▸ TASK DIRECTIONS: Set down a word-for-word copy of the data below, limited to the lines from the first through the line with "-> impl IntoResponse".

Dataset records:
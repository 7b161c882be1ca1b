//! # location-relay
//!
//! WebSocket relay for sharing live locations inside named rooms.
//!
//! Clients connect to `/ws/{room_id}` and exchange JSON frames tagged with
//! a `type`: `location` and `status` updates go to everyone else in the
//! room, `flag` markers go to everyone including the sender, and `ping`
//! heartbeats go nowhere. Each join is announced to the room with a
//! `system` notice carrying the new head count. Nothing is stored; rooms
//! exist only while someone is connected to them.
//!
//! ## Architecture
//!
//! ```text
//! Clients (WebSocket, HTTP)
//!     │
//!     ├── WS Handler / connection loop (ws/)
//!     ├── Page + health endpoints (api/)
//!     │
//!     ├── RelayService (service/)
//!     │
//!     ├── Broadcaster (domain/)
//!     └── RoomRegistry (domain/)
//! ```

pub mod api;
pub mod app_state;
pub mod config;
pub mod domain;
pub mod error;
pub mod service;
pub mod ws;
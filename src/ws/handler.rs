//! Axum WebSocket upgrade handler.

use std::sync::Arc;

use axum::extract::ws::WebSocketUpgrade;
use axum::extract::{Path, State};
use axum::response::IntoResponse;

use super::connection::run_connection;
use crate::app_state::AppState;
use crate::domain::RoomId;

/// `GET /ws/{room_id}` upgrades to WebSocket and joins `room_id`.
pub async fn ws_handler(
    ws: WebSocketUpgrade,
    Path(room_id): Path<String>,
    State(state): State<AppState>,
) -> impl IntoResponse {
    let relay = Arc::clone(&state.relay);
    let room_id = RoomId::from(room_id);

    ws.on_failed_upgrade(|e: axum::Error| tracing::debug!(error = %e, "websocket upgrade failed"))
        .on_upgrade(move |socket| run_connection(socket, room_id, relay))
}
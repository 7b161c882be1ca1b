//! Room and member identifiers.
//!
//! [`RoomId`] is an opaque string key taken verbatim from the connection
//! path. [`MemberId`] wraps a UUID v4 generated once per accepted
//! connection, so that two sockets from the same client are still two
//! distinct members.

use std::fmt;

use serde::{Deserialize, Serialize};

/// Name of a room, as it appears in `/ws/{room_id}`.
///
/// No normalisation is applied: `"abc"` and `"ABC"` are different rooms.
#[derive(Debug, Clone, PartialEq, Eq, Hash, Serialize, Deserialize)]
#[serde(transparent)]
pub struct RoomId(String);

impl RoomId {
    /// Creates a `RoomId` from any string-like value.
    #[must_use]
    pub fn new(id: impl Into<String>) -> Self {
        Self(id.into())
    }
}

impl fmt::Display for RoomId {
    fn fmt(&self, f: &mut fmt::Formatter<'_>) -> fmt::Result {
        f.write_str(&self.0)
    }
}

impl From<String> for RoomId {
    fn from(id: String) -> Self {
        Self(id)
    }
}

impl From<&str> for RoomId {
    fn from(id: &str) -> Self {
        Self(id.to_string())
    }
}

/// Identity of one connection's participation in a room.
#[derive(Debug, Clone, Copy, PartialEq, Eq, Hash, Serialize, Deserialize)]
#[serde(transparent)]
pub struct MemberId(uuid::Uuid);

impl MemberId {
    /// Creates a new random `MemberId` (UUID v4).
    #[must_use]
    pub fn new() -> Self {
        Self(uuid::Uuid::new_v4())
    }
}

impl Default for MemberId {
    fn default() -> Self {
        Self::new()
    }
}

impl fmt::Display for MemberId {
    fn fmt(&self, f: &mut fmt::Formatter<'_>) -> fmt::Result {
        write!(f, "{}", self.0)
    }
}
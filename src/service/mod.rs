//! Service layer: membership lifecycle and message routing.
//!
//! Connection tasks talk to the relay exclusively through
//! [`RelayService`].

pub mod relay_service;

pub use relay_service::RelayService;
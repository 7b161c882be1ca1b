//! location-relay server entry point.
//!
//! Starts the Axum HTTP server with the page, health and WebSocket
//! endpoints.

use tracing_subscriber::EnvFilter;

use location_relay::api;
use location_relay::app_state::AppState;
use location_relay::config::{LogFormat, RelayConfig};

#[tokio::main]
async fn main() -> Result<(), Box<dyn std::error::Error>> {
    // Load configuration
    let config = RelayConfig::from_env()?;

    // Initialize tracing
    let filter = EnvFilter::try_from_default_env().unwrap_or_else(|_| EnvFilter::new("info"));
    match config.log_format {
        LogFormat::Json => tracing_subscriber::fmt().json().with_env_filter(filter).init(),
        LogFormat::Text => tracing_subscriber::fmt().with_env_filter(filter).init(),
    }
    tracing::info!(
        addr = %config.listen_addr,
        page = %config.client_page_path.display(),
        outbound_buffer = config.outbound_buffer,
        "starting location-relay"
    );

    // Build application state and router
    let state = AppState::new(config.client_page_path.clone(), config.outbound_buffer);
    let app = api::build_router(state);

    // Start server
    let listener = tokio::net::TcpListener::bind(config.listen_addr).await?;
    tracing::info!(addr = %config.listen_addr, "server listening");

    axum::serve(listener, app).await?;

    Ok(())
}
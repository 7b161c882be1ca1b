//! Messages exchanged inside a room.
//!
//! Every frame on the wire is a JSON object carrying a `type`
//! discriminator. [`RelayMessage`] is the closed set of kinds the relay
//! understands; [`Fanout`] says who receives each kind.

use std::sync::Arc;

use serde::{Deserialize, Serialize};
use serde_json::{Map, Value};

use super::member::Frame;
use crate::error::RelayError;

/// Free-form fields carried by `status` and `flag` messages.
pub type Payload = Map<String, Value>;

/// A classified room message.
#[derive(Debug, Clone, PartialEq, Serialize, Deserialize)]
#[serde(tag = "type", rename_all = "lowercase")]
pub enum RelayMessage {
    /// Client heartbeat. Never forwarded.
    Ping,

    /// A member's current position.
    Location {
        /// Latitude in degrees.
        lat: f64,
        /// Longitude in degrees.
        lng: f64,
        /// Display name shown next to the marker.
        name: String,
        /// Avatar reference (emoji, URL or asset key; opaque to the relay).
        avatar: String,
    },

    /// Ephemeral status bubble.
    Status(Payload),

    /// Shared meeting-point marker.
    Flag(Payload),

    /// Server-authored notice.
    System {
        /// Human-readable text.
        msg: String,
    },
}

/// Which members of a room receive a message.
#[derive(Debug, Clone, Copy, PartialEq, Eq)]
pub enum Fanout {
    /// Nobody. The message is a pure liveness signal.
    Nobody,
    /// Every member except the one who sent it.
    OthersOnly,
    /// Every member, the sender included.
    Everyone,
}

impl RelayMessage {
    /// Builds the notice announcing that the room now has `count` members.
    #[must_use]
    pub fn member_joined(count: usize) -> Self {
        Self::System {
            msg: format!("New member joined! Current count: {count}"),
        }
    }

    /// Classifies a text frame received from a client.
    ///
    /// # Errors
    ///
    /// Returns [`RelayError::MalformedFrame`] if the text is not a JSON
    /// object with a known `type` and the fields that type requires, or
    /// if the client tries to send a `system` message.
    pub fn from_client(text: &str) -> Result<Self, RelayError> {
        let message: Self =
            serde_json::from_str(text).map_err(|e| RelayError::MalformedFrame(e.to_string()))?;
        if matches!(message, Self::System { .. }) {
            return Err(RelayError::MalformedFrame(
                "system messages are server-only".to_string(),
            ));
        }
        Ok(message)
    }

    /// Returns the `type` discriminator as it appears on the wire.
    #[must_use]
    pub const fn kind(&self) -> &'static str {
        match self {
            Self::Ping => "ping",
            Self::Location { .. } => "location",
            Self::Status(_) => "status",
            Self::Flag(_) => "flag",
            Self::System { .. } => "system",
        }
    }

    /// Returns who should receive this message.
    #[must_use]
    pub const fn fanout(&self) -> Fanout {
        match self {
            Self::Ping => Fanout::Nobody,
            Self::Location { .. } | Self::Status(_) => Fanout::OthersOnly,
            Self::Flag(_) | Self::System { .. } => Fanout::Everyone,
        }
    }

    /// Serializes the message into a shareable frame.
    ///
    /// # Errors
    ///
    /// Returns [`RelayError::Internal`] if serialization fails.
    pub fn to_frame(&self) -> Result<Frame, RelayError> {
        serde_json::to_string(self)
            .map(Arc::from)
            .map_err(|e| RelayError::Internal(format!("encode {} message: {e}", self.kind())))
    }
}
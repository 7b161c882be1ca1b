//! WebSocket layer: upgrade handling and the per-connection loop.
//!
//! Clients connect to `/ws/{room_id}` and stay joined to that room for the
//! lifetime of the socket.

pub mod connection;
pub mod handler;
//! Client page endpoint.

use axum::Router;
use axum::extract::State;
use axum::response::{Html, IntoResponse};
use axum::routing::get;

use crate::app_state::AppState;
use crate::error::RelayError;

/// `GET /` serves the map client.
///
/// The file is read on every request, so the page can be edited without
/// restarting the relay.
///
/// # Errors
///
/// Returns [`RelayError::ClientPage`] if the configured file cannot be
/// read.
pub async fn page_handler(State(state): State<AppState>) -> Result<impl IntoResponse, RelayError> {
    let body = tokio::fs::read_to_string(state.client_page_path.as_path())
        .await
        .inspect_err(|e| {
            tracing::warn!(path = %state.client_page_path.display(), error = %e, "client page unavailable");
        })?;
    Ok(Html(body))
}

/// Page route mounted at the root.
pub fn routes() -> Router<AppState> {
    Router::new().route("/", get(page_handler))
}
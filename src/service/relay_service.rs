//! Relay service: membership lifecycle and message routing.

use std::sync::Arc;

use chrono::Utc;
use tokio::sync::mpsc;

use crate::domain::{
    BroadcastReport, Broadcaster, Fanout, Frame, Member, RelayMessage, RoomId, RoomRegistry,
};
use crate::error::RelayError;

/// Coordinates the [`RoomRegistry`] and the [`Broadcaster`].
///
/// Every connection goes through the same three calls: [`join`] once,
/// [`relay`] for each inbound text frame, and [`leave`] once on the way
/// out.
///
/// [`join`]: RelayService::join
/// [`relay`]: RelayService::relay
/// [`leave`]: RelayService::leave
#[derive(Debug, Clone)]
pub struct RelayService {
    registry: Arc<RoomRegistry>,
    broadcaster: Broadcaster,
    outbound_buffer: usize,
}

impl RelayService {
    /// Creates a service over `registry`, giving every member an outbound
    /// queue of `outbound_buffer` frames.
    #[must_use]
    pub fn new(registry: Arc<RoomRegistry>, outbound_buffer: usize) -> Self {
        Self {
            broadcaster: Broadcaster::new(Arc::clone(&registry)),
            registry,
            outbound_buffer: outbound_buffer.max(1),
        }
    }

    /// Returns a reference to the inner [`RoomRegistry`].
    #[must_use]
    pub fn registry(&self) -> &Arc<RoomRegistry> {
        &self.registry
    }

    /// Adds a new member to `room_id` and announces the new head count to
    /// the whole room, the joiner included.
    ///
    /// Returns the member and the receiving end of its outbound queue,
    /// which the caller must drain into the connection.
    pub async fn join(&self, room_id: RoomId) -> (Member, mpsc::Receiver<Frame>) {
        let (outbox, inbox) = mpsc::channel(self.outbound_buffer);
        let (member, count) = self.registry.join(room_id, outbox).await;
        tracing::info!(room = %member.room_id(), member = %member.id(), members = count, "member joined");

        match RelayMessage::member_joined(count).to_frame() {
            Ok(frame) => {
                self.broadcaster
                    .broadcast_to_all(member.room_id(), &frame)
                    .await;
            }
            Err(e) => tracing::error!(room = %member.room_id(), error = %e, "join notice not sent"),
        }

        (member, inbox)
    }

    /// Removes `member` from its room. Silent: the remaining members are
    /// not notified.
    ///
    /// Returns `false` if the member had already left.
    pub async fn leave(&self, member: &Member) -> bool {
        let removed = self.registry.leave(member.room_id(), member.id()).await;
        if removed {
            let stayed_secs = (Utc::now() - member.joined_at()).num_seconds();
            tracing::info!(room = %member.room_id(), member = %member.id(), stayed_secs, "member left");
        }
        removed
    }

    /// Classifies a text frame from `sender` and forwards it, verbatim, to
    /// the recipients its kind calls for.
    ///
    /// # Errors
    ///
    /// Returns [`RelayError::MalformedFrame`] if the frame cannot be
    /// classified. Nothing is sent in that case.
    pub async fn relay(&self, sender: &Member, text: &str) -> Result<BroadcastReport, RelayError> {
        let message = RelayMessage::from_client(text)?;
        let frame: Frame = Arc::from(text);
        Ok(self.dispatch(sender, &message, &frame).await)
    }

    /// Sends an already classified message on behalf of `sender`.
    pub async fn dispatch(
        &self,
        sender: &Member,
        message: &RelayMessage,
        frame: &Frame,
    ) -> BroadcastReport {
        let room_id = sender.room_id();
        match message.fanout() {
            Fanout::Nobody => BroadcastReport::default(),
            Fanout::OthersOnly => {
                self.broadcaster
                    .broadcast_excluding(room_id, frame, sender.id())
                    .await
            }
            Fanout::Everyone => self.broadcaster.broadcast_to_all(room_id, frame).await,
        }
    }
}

▸ RESULT FOR THIS EXERCISE:
repository 7b161c882be1ca1b
//! # location-relay
//!
//! WebSocket relay for sharing live locations inside named rooms.
//!
//! Clients connect to `/ws/{room_id}` and exchange JSON frames tagged with
//! a `type`: `location` and `status` updates go to everyone else in the
//! room, `flag` markers go to everyone including the sender, and `ping`
//! heartbeats go nowhere. Each join is announced to the room with a
//! `system` notice carrying the new head count. Nothing is stored; rooms
//! exist only while someone is connected to them.
//!
//! ## Architecture
//!
//! ```text
//! Clients (WebSocket, HTTP)
//!     │
//!     ├── WS Handler / connection loop (ws/)
//!     ├── Page + health endpoints (api/)
//!     │
//!     ├── RelayService (service/)
//!     │
//!     ├── Broadcaster (domain/)
//!     └── RoomRegistry (domain/)
//! ```

pub mod api;
pub mod app_state;
pub mod config;
pub mod domain;
pub mod error;
pub mod service;
pub mod ws;
filename src/ws/handler.rs
//! Axum WebSocket upgrade handler.

use std::sync::Arc;

use axum::extract::ws::WebSocketUpgrade;
use axum::extract::{Path, State};
use axum::response::IntoResponse;

use super::connection::run_connection;
use crate::app_state::AppState;
use crate::domain::RoomId;

/// `GET /ws/{room_id}` upgrades to WebSocket and joins `room_id`.
pub async fn ws_handler(
    ws: WebSocketUpgrade,
    Path(room_id): Path<String>,
    State(state): State<AppState>,
) -> impl IntoResponse {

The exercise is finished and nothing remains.